In 2025, Stevenson appeared on Steven Bartlett's The Diary of a CEO podcast and on Piers Morgan Uncensored. He was approached by the Labour Growth Group for advice on marketing their ideas, prompting him to release a 15-minute video named "Labour want to come on Gary's Economics, should I let them?"

In July 2026, Channel 4 released the documentary How to Get Filthy Rich with Gary Stevenson written and presented by Stevenson. The documentary examines wealth inequality in the United Kingdom by interviewing people across the economic spectrum while arguing for a wealth tax on the super-rich. Critical response to the documentary included The Telegraph describing his ideas for a wealth tax as "impossibly naïve" and The Guardian describing his approach in the show as "just a faintly embarrassing waste of time".

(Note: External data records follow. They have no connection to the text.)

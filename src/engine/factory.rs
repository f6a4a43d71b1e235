//! Wiring of configured repositories into connected `RemoteRepository`
//! instances: credential lookup, proxy selection, per-traffic-type policy
//! and deployment overrides all happen here.

use std::sync::Arc;

use tracing::{debug, warn};

use crate::config::repository::{Repository, RepositoryConfiguration};
use crate::engine::auth::{Authentication, CredentialStore};
use crate::engine::proxy::ProxySelector;
use crate::engine::remote_repo::{RemoteRepository, RepositoryPolicy};
use crate::error::Error;

pub struct RemoteRepositoryFactory {
    configuration: RepositoryConfiguration,
    credentials: Arc<dyn CredentialStore>,
    proxy_selector: ProxySelector,
}

impl RemoteRepositoryFactory {
    pub fn new(
        configuration: RepositoryConfiguration,
        credentials: Arc<dyn CredentialStore>,
        proxy_selector: ProxySelector,
    ) -> RemoteRepositoryFactory {
        RemoteRepositoryFactory {
            configuration,
            credentials,
            proxy_selector,
        }
    }

    pub fn configuration(&self) -> &RepositoryConfiguration {
        &self.configuration
    }

    /// The repositories consulted for a resolution, in configured order.
    /// `None` means all of them; a concrete id restricts the search to that
    /// repository and is an error when it is not configured.
    pub fn resolution_repositories(
        &self,
        repository_id: Option<&str>,
    ) -> crate::error::Result<Vec<RemoteRepository>> {
        let configured = self.configuration.repositories();
        if configured.is_empty() {
            return Err(Error::Configuration("no repositories configured".to_string()));
        }

        match repository_id {
            None => Ok(configured.iter().map(|r| self.connect(r)).collect()),
            Some(id) => {
                let repository = self.configuration.find(id).ok_or_else(|| {
                    Error::Configuration(format!("no repository configured with id [{}]", id))
                })?;
                Ok(vec![self.connect(repository)])
            }
        }
    }

    /// The single repository a deployment goes to. With no explicit id this
    /// only works when exactly one repository is configured; the per-type
    /// URL and credentials overrides of the deployed traffic type apply.
    pub fn deployment_repository(
        &self,
        repository_id: Option<&str>,
        snapshot: bool,
    ) -> crate::error::Result<RemoteRepository> {
        let repository = match repository_id {
            Some(id) => self.configuration.find(id).ok_or_else(|| {
                Error::Configuration(format!("no repository configured with id [{}]", id))
            })?,
            None => match self.configuration.repositories() {
                [single] => single,
                [] => {
                    return Err(Error::Configuration("no repositories configured".to_string()))
                }
                _ => {
                    return Err(Error::Configuration(
                        "no deployment repository id given and more than one repository configured"
                            .to_string(),
                    ))
                }
            },
        };

        let mut connected = self.connect(repository);

        let override_type = if snapshot {
            repository.snapshot.as_ref()
        } else {
            repository.release.as_ref()
        };
        if let Some(override_type) = override_type {
            if let Some(url) = override_type.url.as_deref().filter(|u| !u.is_empty()) {
                debug!(
                    "deployment url override for repository [{}]: {}",
                    repository.id, url
                );
                connected.url = url.to_string();
            }
            if let Some(credentials_id) = override_type.credentials_id.as_deref() {
                connected.authentication = self.lookup(&repository.id, credentials_id);
            }
        }

        Ok(connected)
    }

    fn connect(&self, repository: &Repository) -> RemoteRepository {
        let authentication = repository
            .credentials_id
            .as_deref()
            .and_then(|id| self.lookup(&repository.id, id));

        RemoteRepository {
            id: repository.id.clone(),
            url: repository.url.clone(),
            release_policy: RepositoryPolicy::from_type(
                repository.enable_release,
                repository.release.as_ref(),
            ),
            snapshot_policy: RepositoryPolicy::from_type(
                repository.enable_snapshot,
                repository.snapshot.as_ref(),
            ),
            authentication,
            proxy: self.proxy_selector.select(&repository.url).cloned(),
            mirror_of_self: repository.repository_manager,
        }
    }

    /// A lookup miss degrades to an anonymous connection.
    fn lookup(&self, repository_id: &str, credentials_id: &str) -> Option<Authentication> {
        let found = self.credentials.lookup(credentials_id);
        if found.is_none() {
            warn!(
                "credentials [{}] for repository [{}] not found, connecting anonymously",
                credentials_id, repository_id
            );
        }
        found
    }
}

Later in July 2026 he announced that he was stepping back from doing weekly YouTube videos, citing health concerns, however he stated that after a break, he might make a return to public life, possibly doing broadcasts in a podcast format, or doing videos on a monthly basis.

== Book ==
- The Trading Game, Penguin Books, 2024, ISBN 9780241636602

== Recognition ==
In 2025, Stevenson received the Human Act Award, annually presented to a change maker who advances the United Nations’ 17 Sustainable Development Goals. The Human Act foundation cited his contributions to SDG 1 (No Poverty) and SDG 10 (Reduced Inequalities), as well as his public advocacy for fairer tax systems and his involvement in the Millionaires for Humanity campaign.

That same year, he was awarded an honorary degree of Doctor of Social Sciences (Hon DSocSci) by SOAS University of London, this in recognition for his "work, public communication, and campaigning on issues related to economic inequality".